I just wanted to share my experience about Moreless' posting style, as it seems to be a never-ending source of controversy. And I think it will continue to be, as new people join the forum who won't be used to it.
When Moreless first came on the scene on the Candida forum, I was very bent out of shape by the way he phrased things. I found it abusive and insulting, and I fought back with a vengeance, trying to "make" him see how he "should" be responding to posts. After all, I had been around the Curezone block and knew quite a lot about what I was trying to cure, and how dare anyone just show up on the scene with such a know-it-all attitude, questioning my desire to get well! Harrrumph!
So, I thought it my responsibility to complain about this every time I read something that he had written that was not being nice to the poster. And, I was far from the only one. Seems many many people had a gripe with the way Moreless phrased his posts. People have even left the forum due to this.
But, then something happened. People were getting well. And, I wanted to be one of them. So, I decided that the way he says what he says is not nearly as important as what he is saying. I applied many of his principles to my condition, and have to say that if I had not, I would still be going around in circles. To be specific, a 4-year old candida problem finally went away after I began alkalizing - no more thrush. I was sooo depleted in minerals. It took 9 months, but it happened. I am still working on some lingering liver issues, but am noticing improvement in that area too. It never would have happened if I had allowed myself to not hear the message because I had issues with the messenger. I had to get my ego out of the way. Yes, it has been argued that Moreless also has an ego, but the fact remained that for ME to get well, I had to get MY ego out of the way, regardless of what anyone else did or did not do with theirs. On this forum, I am the student.
And, meanwhile back at the ranch, I began to read Moreless' posts with a lot more understanding of where he was coming from, and for some reason, his posting style does not bother me at all anymore. In fact, I often find my self chuckling at his replies. Not because I feel people looking for help should be battered around, but because after you have been here long enough (and perhaps gotten a little relief from your illness which I know for me being sick makes me super sensitive) it just simply takes a huge backseat the the actual message. And as he recently pointed out, a lot of it is perception. Have you ever read a letter that made you very angry at the moment you read it? So, you sit and plot your angry reply. But, next day you re-read the letter and for some reason, the tone of it sounds a lot different to you than it did when you first read it. Time, mood, so many things can change how one sees things.

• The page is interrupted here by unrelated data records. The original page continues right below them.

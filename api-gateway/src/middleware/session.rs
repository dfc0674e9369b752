//! Session check for `/api/*`: every request is validated against the auth
//! service, so a revoked session is refused immediately.

use auth_svc_api::UserResponse;
use axum::extract::{Request, State};
use axum::http::{StatusCode, header};
use axum::middleware::Next;
use axum::response::Response;

use crate::cookies::{SESSION_COOKIE, read_cookie};
use crate::error::GatewayError;
use crate::state::AppState;

/// Inserted into request extensions once the session is accepted.
#[derive(Debug, Clone)]
pub struct SessionUser {
    /// `None` when the auth service answered 200 with an unexpected body.
    pub user: Option<UserResponse>,
}

pub async fn require_session(
    State(state): State<AppState>,
    mut request: Request,
    next: Next,
) -> Result<Response, GatewayError> {
    let token =
        read_cookie(request.headers(), SESSION_COOKIE).ok_or(GatewayError::NotAuthenticated)?;

    let response = state
        .session_client
        .get(state.auth_url("/auth/session"))
        .header(header::COOKIE, format!("{SESSION_COOKIE}={token}"))
        .send()
        .await
        .map_err(|e| {
            tracing::warn!("Session check failed: {e}");
            GatewayError::InvalidSession
        })?;

    if response.status() != StatusCode::OK {
        tracing::debug!(status = %response.status(), "Session rejected by auth service");
        return Err(GatewayError::InvalidSession);
    }

    let user = response.json::<UserResponse>().await.ok();
    if let Some(ref user) = user {
        tracing::debug!(user_id = %user.id, "Session accepted");
    }

    request.extensions_mut().insert(SessionUser { user });
    Ok(next.run(request).await)
}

People have confronted Moreless on his style ad nauseum. He has not changed and he is most likley not going to. You kind of just need to put it aside as a non-issue, and try the tools. Is it really THAT big of a deal if you get insulted? If I am getting better, Moreless can insult me up, down, around and back again! :) But, also a good thing to keep in mind is that, from his perspective, he is not TRYING to be insulting or belittling. There is a fine line between tough love and being abusive, but sometimes that perception depends on which side of the fence you are on.